[DATA RECORDS]:
((

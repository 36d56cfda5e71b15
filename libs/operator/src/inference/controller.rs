use crate::controller::State;
use crate::crd::inference_service::InferenceService;
use crate::crd::model::Model;
use crate::inference::reconcile::{error_policy, reconcile_inference_service};

use futures::StreamExt;
use k8s_openapi::api::apps::v1::Deployment;
use k8s_openapi::api::core::v1::Service;
use kube::api::{Api, ListParams};
use kube::runtime::reflector::ObjectRef;
use kube::runtime::{controller::Controller, watcher::Config};
use kube::{Client, ResourceExt};
use tracing::{error, info};

/// Watches `InferenceService`, owns the Deployment/Service it creates, and
/// re-reconciles whenever the `Model` a service references changes (e.g.
/// finishes downloading) — spec.md §4.3 "reconciles on Model transitions".
pub async fn run(state: State, client: Client) {
    let services = Api::<InferenceService>::all(client.clone());
    if let Err(e) = services.list(&ListParams::default().limit(1)).await {
        error!("InferenceService CRD is not queryable; {e:?}. Is the CRD installed?");
        std::process::exit(1);
    }

    let deployments = Api::<Deployment>::all(client.clone());
    let k8s_services = Api::<Service>::all(client.clone());
    let models = Api::<Model>::all(client.clone());

    let ctx = state.to_context(client);
    info!(msg = "starting inference service controller");
    let ctl = Controller::new(services, Config::default().any_semantic())
        .owns(deployments, Config::default())
        .owns(k8s_services, Config::default());
    let reader = ctl.store();
    ctl.watches(models, Config::default(), move |model| {
            reader
                .state()
                .into_iter()
                .filter(|svc| {
                    svc.spec.model_ref == model.name_any() && svc.namespace() == model.namespace()
                })
                .map(|svc| ObjectRef::from_obj(&*svc))
                .collect::<Vec<_>>()
        })
        .shutdown_on_signal()
        .run(reconcile_inference_service, error_policy, ctx)
        .filter_map(|x| async move { std::result::Result::ok(x) })
        .for_each(|_| futures::future::ready(()))
        .await;
}
//! Minimal process-table metrics, shaped like `llmkube_operator::metrics`
//! but scaled down to what a single host agent actually needs: how many
//! runtimes are currently managed and how event handling is failing.

use prometheus_client::encoding::EncodeLabelSet;
use prometheus_client::metrics::{counter::Counter, family::Family, gauge::Gauge};
use prometheus_client::registry::Registry;
use std::sync::Arc;

#[derive(Clone, Hash, PartialEq, Eq, EncodeLabelSet, Debug, Default)]
pub struct ErrorLabel {
    pub error: String,
}

#[derive(Clone)]
pub struct Metrics {
    pub registry: Arc<Registry>,
    pub managed_processes: Gauge,
    pub event_failures: Family<ErrorLabel, Counter>,
}

impl Default for Metrics {
    fn default() -> Self {
        let mut registry = Registry::with_prefix("llmkube_metal_agent");
        let managed_processes = Gauge::default();
        let event_failures = Family::<ErrorLabel, Counter>::default();

        registry.register(
            "managed_processes",
            "runtime processes currently owned by this agent",
            managed_processes.clone(),
        );
        registry.register(
            "event_failures",
            "watcher events that failed to apply",
            event_failures.clone(),
        );

        Self {
            registry: Arc::new(registry),
            managed_processes,
            event_failures,
        }
    }
}

impl Metrics {
    pub fn record_failure(&self, error: &crate::error::Error) {
        self.event_failures
            .get_or_create(&ErrorLabel { error: error.metric_label() })
            .inc();
    }

    pub fn encode(&self) -> String {
        let mut buffer = String::new();
        prometheus_client::encoding::text::encode(&mut buffer, &self.registry).unwrap();
        buffer
    }
}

))

[WHAT THE TASK ASKS]:
Reproduce the full block of data exactly, omitting nothing.

[EXPECTED ANSWER]:
repository 36d56cfda5e71b15
filename libs/operator/src/inference/controller.rs
use crate::controller::State;
use crate::crd::inference_service::InferenceService;
use crate::crd::model::Model;
use crate::inference::reconcile::{error_policy, reconcile_inference_service};

use futures::StreamExt;
use k8s_openapi::api::apps::v1::Deployment;
use k8s_openapi::api::core::v1::Service;
use kube::api::{Api, ListParams};
use kube::runtime::reflector::ObjectRef;
use kube::runtime::{controller::Controller, watcher::Config};
use kube::{Client, ResourceExt};
use tracing::{error, info};

/// Watches `InferenceService`, owns the Deployment/Service it creates, and
/// re-reconciles whenever the `Model` a service references changes (e.g.
/// finishes downloading) — spec.md §4.3 "reconciles on Model transitions".
pub async fn run(state: State, client: Client) {
    let services = Api::<InferenceService>::all(client.clone());
    if let Err(e) = services.list(&ListParams::default().limit(1)).await {
        error!("InferenceService CRD is not queryable; {e:?}. Is the CRD installed?");
        std::process::exit(1);
    }

    let deployments = Api::<Deployment>::all(client.clone());
    let k8s_services = Api::<Service>::all(client.clone());
    let models = Api::<Model>::all(client.clone());

    let ctx = state.to_context(client);
    info!(msg = "starting inference service controller");
    let ctl = Controller::new(services, Config::default().any_semantic())
        .owns(deployments, Config::default())
        .owns(k8s_services, Config::default());
    let reader = ctl.store();
    ctl.watches(models, Config::default(), move |model| {
            reader
                .state()
                .into_iter()
                .filter(|svc| {
                    svc.spec.model_ref == model.name_any() && svc.namespace() == model.namespace()
                })
                .map(|svc| ObjectRef::from_obj(&*svc))
                .collect::<Vec<_>>()
        })
        .shutdown_on_signal()
        .run(reconcile_inference_service, error_policy, ctx)
        .filter_map(|x| async move { std::result::Result::ok(x) })
        .for_each(|_| futures::future::ready(()))
        .await;
}
//! Minimal process-table metrics, shaped like `llmkube_operator::metrics`
//! but scaled down to what a single host agent actually needs: how many
//! runtimes are currently managed and how event handling is failing.

use prometheus_client::encoding::EncodeLabelSet;
use prometheus_client::metrics::{counter::Counter, family::Family, gauge::Gauge};
use prometheus_client::registry::Registry;
use std::sync::Arc;

#[derive(Clone, Hash, PartialEq, Eq, EncodeLabelSet, Debug, Default)]
pub struct ErrorLabel {
    pub error: String,
}

#[derive(Clone)]
pub struct Metrics {
    pub registry: Arc<Registry>,
    pub managed_processes: Gauge,
    pub event_failures: Family<ErrorLabel, Counter>,
}

impl Default for Metrics {
    fn default() -> Self {
        let mut registry = Registry::with_prefix("llmkube_metal_agent");
        let managed_processes = Gauge::default();
        let event_failures = Family::<ErrorLabel, Counter>::default();

        registry.register(
            "managed_processes",
            "runtime processes currently owned by this agent",
            managed_processes.clone(),
        );
        registry.register(
            "event_failures",
            "watcher events that failed to apply",
            event_failures.clone(),
        );

        Self {
            registry: Arc::new(registry),
            managed_processes,
            event_failures,
        }
    }
}

impl Metrics {
    pub fn record_failure(&self, error: &crate::error::Error) {
        self.event_failures
            .get_or_create(&ErrorLabel { error: error.metric_label() })
            .inc();
    }

    pub fn encode(&self) -> String {
        let mut buffer = String::new();
        prometheus_client::encoding::text::encode(&mut buffer, &self.registry).unwrap();
        buffer
    }
}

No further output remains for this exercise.